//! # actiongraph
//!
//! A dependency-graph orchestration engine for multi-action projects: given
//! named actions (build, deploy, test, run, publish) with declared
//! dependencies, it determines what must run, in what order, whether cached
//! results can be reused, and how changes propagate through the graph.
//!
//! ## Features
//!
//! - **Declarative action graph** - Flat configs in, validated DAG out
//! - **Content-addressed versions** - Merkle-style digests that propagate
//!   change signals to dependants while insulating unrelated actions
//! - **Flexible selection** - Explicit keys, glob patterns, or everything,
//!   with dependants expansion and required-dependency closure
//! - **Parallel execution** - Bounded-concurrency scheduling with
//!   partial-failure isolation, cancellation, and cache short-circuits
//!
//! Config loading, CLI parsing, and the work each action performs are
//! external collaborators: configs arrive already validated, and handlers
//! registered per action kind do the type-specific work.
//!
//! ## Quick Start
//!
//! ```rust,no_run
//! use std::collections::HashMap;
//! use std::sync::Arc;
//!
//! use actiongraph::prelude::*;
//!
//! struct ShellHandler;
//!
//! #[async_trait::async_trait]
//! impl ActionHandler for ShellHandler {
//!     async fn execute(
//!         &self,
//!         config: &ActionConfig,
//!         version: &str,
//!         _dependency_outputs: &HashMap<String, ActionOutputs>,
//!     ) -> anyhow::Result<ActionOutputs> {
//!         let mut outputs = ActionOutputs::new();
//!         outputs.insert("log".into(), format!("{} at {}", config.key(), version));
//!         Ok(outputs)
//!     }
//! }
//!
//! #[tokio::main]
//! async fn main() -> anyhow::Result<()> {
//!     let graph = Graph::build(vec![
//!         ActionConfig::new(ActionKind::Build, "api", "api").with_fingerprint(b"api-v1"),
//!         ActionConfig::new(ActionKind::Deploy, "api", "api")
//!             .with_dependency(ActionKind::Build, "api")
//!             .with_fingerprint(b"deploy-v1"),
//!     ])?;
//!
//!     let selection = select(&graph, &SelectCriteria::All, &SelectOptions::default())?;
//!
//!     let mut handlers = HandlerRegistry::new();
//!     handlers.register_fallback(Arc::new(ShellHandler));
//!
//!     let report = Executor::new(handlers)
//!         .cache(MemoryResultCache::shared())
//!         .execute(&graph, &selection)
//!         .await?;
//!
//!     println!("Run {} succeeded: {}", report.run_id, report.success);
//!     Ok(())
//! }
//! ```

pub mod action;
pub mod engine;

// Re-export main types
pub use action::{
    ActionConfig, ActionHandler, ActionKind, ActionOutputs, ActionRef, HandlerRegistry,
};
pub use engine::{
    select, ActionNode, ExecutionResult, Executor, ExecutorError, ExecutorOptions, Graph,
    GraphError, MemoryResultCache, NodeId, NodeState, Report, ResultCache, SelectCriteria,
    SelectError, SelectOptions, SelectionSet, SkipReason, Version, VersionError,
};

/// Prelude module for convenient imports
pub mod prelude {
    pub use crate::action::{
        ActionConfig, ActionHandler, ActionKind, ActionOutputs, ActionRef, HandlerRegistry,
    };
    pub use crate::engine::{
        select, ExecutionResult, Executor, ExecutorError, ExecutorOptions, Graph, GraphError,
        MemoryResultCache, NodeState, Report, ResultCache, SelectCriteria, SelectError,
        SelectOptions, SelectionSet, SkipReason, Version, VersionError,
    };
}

|---|

All that should appear in the response is the run of lines from the first line of the entries through the line containing "validated DAG out", copied exactly.

• TASK SOLUTION:
//! # actiongraph
//!
//! A dependency-graph orchestration engine for multi-action projects: given
//! named actions (build, deploy, test, run, publish) with declared
//! dependencies, it determines what must run, in what order, whether cached
//! results can be reused, and how changes propagate through the graph.
//!
//! ## Features
//!
//! - **Declarative action graph** - Flat configs in, validated DAG out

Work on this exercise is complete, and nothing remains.